Start with a long self test with smartctl. Assuming the disk to test is /dev/sdd:

smartctl -t long /dev/sdd

The command will respond with an estimate of how long it thinks the test will take to complete. (But this assumes that no errors will be found!)

To check progress use:

smartctl -A /dev/sdd | grep remaining
# or
smartctl -c /dev/sdd | grep remaining

Don't check too often because it can abort the test with some drives. If you receive an empty output, examine the reported status with:

smartctl -l selftest /dev/sdd

You will see something like this:

=== START OF READ SMART DATA SECTION ===
SMART Self-test log structure revision number 1
Num  Test_Description    Status                  Remaining  LifeTime(hours)  LBA_of_first_error
# 1  Extended offline    Completed: read failure       20%      1596         44724966

So take that 'LBA' of 44724966 and multiply by (512/4096) which is the equivalent of 'divide by 8'

44724966 / 8 = 5590620.75

The sector to test then is 5590620. If it is in the middle of a file, overwritting it will corrupt the file. If you are not cool with that, check the following posts to check if that sector belongs to a file:

If you don't care to corrupt the file, use the following command to 'zero-out' the sector:

dd if=/dev/zero of=/dev/sda conv=sync bs=4096 count=1 seek=5590620
1+0 records in
1+0 records out

sync

Now retry the smartctl -t short (or smartctl -t long if short fails) and see if the test is able to finish the test without errors:

=== START OF READ SMART DATA SECTION ===
SMART Self-test log structure revision number 1
Num  Test_Description    Status                  Remaining  LifeTime(hours)  LBA_of_first_error
# 1  Short offline       Completed without error       00%     11699         -
# 2  Extended offline    Completed: read failure       90%     11680         65344288
# 3  Extended offline    Completed: read failure       90%     11675         65344288

If reading errors remain, repeat the steps above until they don't or skip to the bad block analysis step.

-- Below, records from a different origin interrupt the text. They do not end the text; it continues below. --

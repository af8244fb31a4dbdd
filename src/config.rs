//! Runtime configuration.
//!
//! Values come from CLI flags with environment fallbacks (a `.env` file is
//! loaded first by `main`). Everything downstream receives a plain [`Config`].

use crate::error::ConfigError;
use clap::{Parser, Subcommand};
use std::time::Duration;

pub static CACHE_TTL: Duration = Duration::new(300, 0); // 5 minutes

pub const DEFAULT_ENDPOINT: &str = "https://api.coingecko.com/api/v3/coins/markets";
pub const DEFAULT_COIN_IDS: &str = "bitcoin,ethereum,cardano";
pub const DEFAULT_VS_CURRENCY: &str = "usd";

#[derive(Debug, Clone, PartialEq, Eq)]
pub struct Config {
    pub endpoint: String,
    pub coin_ids: Vec<String>,
    pub vs_currency: String,
    pub api_key: Option<String>,
    pub timeout: Duration,
}

impl Default for Config {
    fn default() -> Self {
        Self {
            endpoint: DEFAULT_ENDPOINT.to_string(),
            coin_ids: parse_coin_ids(DEFAULT_COIN_IDS),
            vs_currency: DEFAULT_VS_CURRENCY.to_string(),
            api_key: None,
            timeout: Duration::from_secs(10),
        }
    }
}

/// ChainMetrics - crypto market snapshot with a keyword-driven advisor.
#[derive(Parser, Debug)]
#[command(author, version, about, long_about = None)]
pub struct Args {
    /// Market data endpoint
    #[arg(long, env = "COINGECKO_URL", default_value = DEFAULT_ENDPOINT)]
    pub endpoint: String,

    /// Comma-separated coin identifiers
    #[arg(long, env = "CRYPTO_IDS", default_value = DEFAULT_COIN_IDS)]
    pub ids: String,

    /// Display currency code
    #[arg(long = "vs-currency", env = "VS_CURRENCY", default_value = DEFAULT_VS_CURRENCY)]
    pub vs_currency: String,

    /// Demo API key for the provider
    #[arg(long = "api-key", env = "COINGECKO_DEMO_API_KEY", hide_env_values = true)]
    pub api_key: Option<String>,

    /// Request timeout in seconds
    #[arg(long, env = "REQUEST_TIMEOUT_SECS", default_value = "10")]
    pub timeout: u64,

    #[command(subcommand)]
    pub command: Option<Command>,
}

#[derive(Subcommand, Debug, Clone, PartialEq, Eq)]
pub enum Command {
    /// Print the market snapshot
    Snapshot,
    /// Answer a single question
    Ask {
        #[arg(required = true, num_args = 1..)]
        query: Vec<String>,
    },
    /// Interactive session (default)
    Chat,
}

impl TryFrom<&Args> for Config {
    type Error = ConfigError;

    /// An empty id list is rejected: the provider would answer with an
    /// unfiltered page.
    fn try_from(args: &Args) -> Result<Self, Self::Error> {
        let coin_ids = parse_coin_ids(&args.ids);
        if coin_ids.is_empty() {
            return Err(ConfigError::NoCoinIds);
        }
        Ok(Self {
            endpoint: args.endpoint.trim().to_string(),
            coin_ids,
            vs_currency: args.vs_currency.trim().to_ascii_lowercase(),
            api_key: args
                .api_key
                .as_deref()
                .map(str::trim)
                .filter(|key| !key.is_empty())
                .map(str::to_string),
            timeout: Duration::from_secs(args.timeout),
        })
    }
}

/// Splits a comma-separated id list; blanks are dropped and the first
/// occurrence of a duplicate wins.
pub fn parse_coin_ids(raw: &str) -> Vec<String> {
    let mut ids: Vec<String> = Vec::new();
    for id in raw.split(',').map(|s| s.trim().to_ascii_lowercase()) {
        if !id.is_empty() && !ids.contains(&id) {
            ids.push(id);
        }
    }
    ids
}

Current_Pending_Sector should be 0 now and the drive will probably be fine. As long as Reallocated_Sector_Ct is zero, you should be fine. Even a few reallocated sectors seems OK, but if that count starts to increment frequently, then that is a danger sign. To regularly keep a close eye on the counters use smartd to schedule daily tests.

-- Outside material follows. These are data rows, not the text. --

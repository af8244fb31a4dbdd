//! Word tokenization for user queries.
//!
//! Treebank-style splitting: punctuation becomes its own token, decimals,
//! hyphenated and slash-joined words (`green/eco`) stay whole, and contractions split off their clitic
//! (`what's` -> `what`, `'s`; `don't` -> `do`, `n't`).

use once_cell::sync::Lazy;
use regex::Regex;

pub type QueryTokens = Vec<String>;

static TOKEN: Lazy<Regex> = Lazy::new(|| {
    Regex::new(r"\d+(?:[.,]\d+)+|\w+(?:['/-]\w+)*|'\w+|[^\w\s]").expect("valid token regex")
});

const CLITICS: &[&str] = &["'s", "'re", "'ve", "'ll", "'d", "'m"];

pub fn tokenize(query: &str) -> QueryTokens {
    let normalized = query.to_lowercase().replace(['\u{2019}', '\u{2018}'], "'");
    let mut tokens = Vec::new();
    for m in TOKEN.find_iter(&normalized) {
        split_contraction(m.as_str(), &mut tokens);
    }
    tokens
}

fn split_contraction(word: &str, out: &mut QueryTokens) {
    if let Some(stem) = word.strip_suffix("n't").filter(|s| !s.is_empty()) {
        out.push(stem.to_string());
        out.push("n't".to_string());
        return;
    }
    if let Some(idx) = word.find('\'').filter(|&i| i > 0) {
        let (stem, rest) = word.split_at(idx);
        if CLITICS.contains(&rest) {
            out.push(stem.to_string());
            out.push(rest.to_string());
            return;
        }
    }
    out.push(word.to_string());
}
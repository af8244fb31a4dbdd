use anyhow::{Context, Result};
use chainmetrics::api::{MarketDataFetcher, ReqwestTransport};
use chainmetrics::cache::MarketCache;
use chainmetrics::config::{Args, Command, Config, CACHE_TTL};
use chainmetrics::error::ProviderError;
use chainmetrics::logging::init_logging;
use chainmetrics::models::FetchResult;
use chainmetrics::report::{fetch_failure_line, render_snapshot, DISCLAIMER, TAGLINE, TITLE};
use chainmetrics::responder::select_response;
use chainmetrics::tokenizer::tokenize;
use clap::Parser;
use dotenv::dotenv;
use std::io::Write;
use std::time::SystemTime;
use tokio::io::{AsyncBufReadExt, BufReader};
use tracing::{error, info};

struct App {
    fetcher: MarketDataFetcher<ReqwestTransport>,
    cache: MarketCache,
    cache_key: String,
}

impl App {
    fn new(config: Config) -> Result<Self> {
        let cache_key = MarketCache::key(&config.coin_ids, &config.vs_currency);
        let fetcher =
            MarketDataFetcher::from_config(config).context("Failed to build HTTP client")?;
        Ok(Self {
            fetcher,
            cache: MarketCache::new(CACHE_TTL),
            cache_key,
        })
    }

    async fn market_data(&mut self) -> Result<FetchResult, ProviderError> {
        let fetcher = &self.fetcher;
        self.cache
            .get_or_refresh(&self.cache_key, SystemTime::now(), || fetcher.fetch())
            .await
    }

    /// A failed fetch ends the run: no stale data, no partial output.
    async fn market_data_or_exit(&mut self) -> FetchResult {
        match self.market_data().await {
            Ok(data) => data,
            Err(e) => {
                error!(error = %e, "market data fetch failed");
                eprintln!("{}", fetch_failure_line(&e));
                std::process::exit(1);
            }
        }
    }
}

#[tokio::main]
async fn main() -> Result<()> {
    dotenv().ok();
    init_logging("chainmetrics=info");

    let args = Args::parse();
    let config = Config::try_from(&args)?;
    info!(
        coins = config.coin_ids.len(),
        vs_currency = %config.vs_currency,
        keyed = config.api_key.is_some(),
        "starting"
    );
    let mut app = App::new(config)?;

    match args.command.unwrap_or(Command::Chat) {
        Command::Snapshot => {
            let data = app.market_data_or_exit().await;
            println!("{}\n", TITLE);
            print!("{}", render_snapshot(&data));
        }
        Command::Ask { query } => {
            let data = app.market_data_or_exit().await;
            let query = query.join(" ");
            println!("{}", select_response(&tokenize(&query), &data));
        }
        Command::Chat => chat(&mut app).await?,
    }

    println!("\n{}", DISCLAIMER);
    Ok(())
}

async fn chat(app: &mut App) -> Result<()> {
    let data = app.market_data_or_exit().await;
    println!("{}", TITLE);
    println!("{}\n", TAGLINE);
    println!("{}", render_snapshot(&data));
    println!("Ask me something about crypto... (type 'quit' to leave)");

    let mut lines = BufReader::new(tokio::io::stdin()).lines();
    loop {
        print!("> ");
        std::io::stdout().flush()?;

        let Some(line) = lines.next_line().await? else {
            break;
        };
        let query = line.trim();
        if query.is_empty() {
            continue;
        }
        if query.eq_ignore_ascii_case("quit") || query.eq_ignore_ascii_case("exit") {
            break;
        }

        match app.market_data().await {
            Ok(data) => println!("{}", select_response(&tokenize(query), &data)),
            Err(e) => {
                error!(error = %e, "market data refresh failed");
                println!("{}", fetch_failure_line(&e));
            }
        }
    }
    Ok(())
}
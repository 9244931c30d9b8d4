//! Typed session schema decoded from verified bearer-token claims.
//!
//! Token verification happens at the ingress collaborator; this module only
//! lifts the already-verified claim map into an explicit schema. Missing
//! required fields are rejected here rather than coerced into zero values.

use serde::{Deserialize, Serialize};
use thiserror::Error;

/// The authenticated identity bound to a connection or request.
#[derive(Debug, Clone, Serialize, Deserialize, PartialEq, Eq)]
pub struct Session {
    pub identity_id: String,
    pub email: String,
    pub first_name: String,
    pub last_name: String,
}

/// Reasons a claim map does not contain a usable session.
#[derive(Debug, Error, PartialEq, Eq)]
pub enum SessionError {
    #[error("claims contain no session object")]
    MissingSession,
    #[error("session is malformed: {0}")]
    Malformed(String),
    #[error("session identity id is empty")]
    MissingIdentityId,
    #[error("session identity email is empty")]
    MissingEmail,
}

/// Claim-side schema, matching the identity provider's session payload:
/// `session.identity.{id, traits.email, traits.name.{first, last}}`.
#[derive(Debug, Deserialize)]
struct SessionClaim {
    identity: IdentityClaim,
}

#[derive(Debug, Deserialize)]
struct IdentityClaim {
    #[serde(default)]
    id: String,
    #[serde(default)]
    traits: TraitsClaim,
}

#[derive(Debug, Default, Deserialize)]
struct TraitsClaim {
    #[serde(default)]
    email: String,
    #[serde(default)]
    name: NameClaim,
}

#[derive(Debug, Default, Deserialize)]
struct NameClaim {
    #[serde(default)]
    first: String,
    #[serde(default)]
    last: String,
}

impl Session {
    /// Decodes a session from a verified claim map.
    ///
    /// # Errors
    /// Returns a [`SessionError`] when the `session` claim is absent,
    /// structurally malformed, or missing a required identity field.
    pub fn from_claims(claims: &serde_json::Value) -> Result<Self, SessionError> {
        let session = claims.get("session").ok_or(SessionError::MissingSession)?;
        let claim: SessionClaim = serde_json::from_value(session.clone())
            .map_err(|err| SessionError::Malformed(err.to_string()))?;

        if claim.identity.id.is_empty() {
            return Err(SessionError::MissingIdentityId);
        }
        if claim.identity.traits.email.is_empty() {
            return Err(SessionError::MissingEmail);
        }

        Ok(Session {
            identity_id: claim.identity.id,
            email: claim.identity.traits.email,
            first_name: claim.identity.traits.name.first,
            last_name: claim.identity.traits.name.last,
        })
    }
}
//! Session middleware and extractor.
//!
//! Requests arrive with a bearer token whose signature has already been
//! checked by the ingress in front of this service. The middleware lifts the
//! token's claim payload into a typed [`Session`] and stashes it as a request
//! extension; a `Session` extension installed upstream (by a gateway, or by
//! tests) is trusted as-is and left untouched.

use axum::{
    extract::{FromRequestParts, Request},
    http::{HeaderMap, header::AUTHORIZATION, request::Parts},
    middleware::Next,
    response::Response,
};
use base64::Engine;
use base64::engine::general_purpose::URL_SAFE_NO_PAD;
use shared::Session;
use tracing::debug;

use crate::http::ApiError;

/// Resolves the session for a request, rejecting with 401 when no usable
/// identity is present.
pub async fn session_middleware(mut req: Request, next: Next) -> Result<Response, ApiError> {
    if req.extensions().get::<Session>().is_none() {
        let claims = bearer_claims(req.headers())?;
        let session = Session::from_claims(&claims).map_err(|err| {
            debug!(error = %err, "rejected bearer token");
            ApiError::unauthorized(err.to_string())
        })?;
        req.extensions_mut().insert(session);
    }
    Ok(next.run(req).await)
}

/// Extracts the claim map from the `Authorization: Bearer` JWT payload
/// segment. No signature check happens here.
fn bearer_claims(headers: &HeaderMap) -> Result<serde_json::Value, ApiError> {
    let header = headers
        .get(AUTHORIZATION)
        .and_then(|value| value.to_str().ok())
        .ok_or_else(|| ApiError::unauthorized("missing authorization header"))?;
    let token = header
        .strip_prefix("Bearer ")
        .ok_or_else(|| ApiError::unauthorized("authorization header is not a bearer token"))?;

    let mut segments = token.split('.');
    let payload = match (segments.next(), segments.next(), segments.next()) {
        (Some(_), Some(payload), Some(_)) => payload,
        _ => return Err(ApiError::unauthorized("bearer token is not a jwt")),
    };

    let bytes = URL_SAFE_NO_PAD
        .decode(payload)
        .map_err(|_| ApiError::unauthorized("bearer token payload is not base64"))?;
    serde_json::from_slice(&bytes)
        .map_err(|_| ApiError::unauthorized("bearer token payload is not json"))
}

/// Extractor for the session the middleware installed.
#[derive(Debug, Clone)]
pub struct CurrentSession(pub Session);

impl<S> FromRequestParts<S> for CurrentSession
where
    S: Send + Sync,
{
    type Rejection = ApiError;

    async fn from_request_parts(parts: &mut Parts, _state: &S) -> Result<Self, Self::Rejection> {
        parts
            .extensions
            .get::<Session>()
            .cloned()
            .map(CurrentSession)
            .ok_or_else(|| ApiError::unauthorized("no session"))
    }
}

If Current_Pending_Sector is still not 0, we need to do a deeper analysis on the bad blocks.

Bad block analysis⚑

The SMART long test gives no guarantee to find every error. To find them, we're going to use the badblocks tool instead.

There is read-only mode (default) which is the least accurate. There is the destructive write-mode (-w option) which is the most accurate but takes longer and will (obviously) destroy all data on the drive, thus making it quite useless for matching sectors up to files. There is finally the non-destructive read-write mode which is probably as accurate as the destructive mode, with the only real downside that it is probably the slowest. However, if a drive is known to be failing then read-only mode is probably still the safest.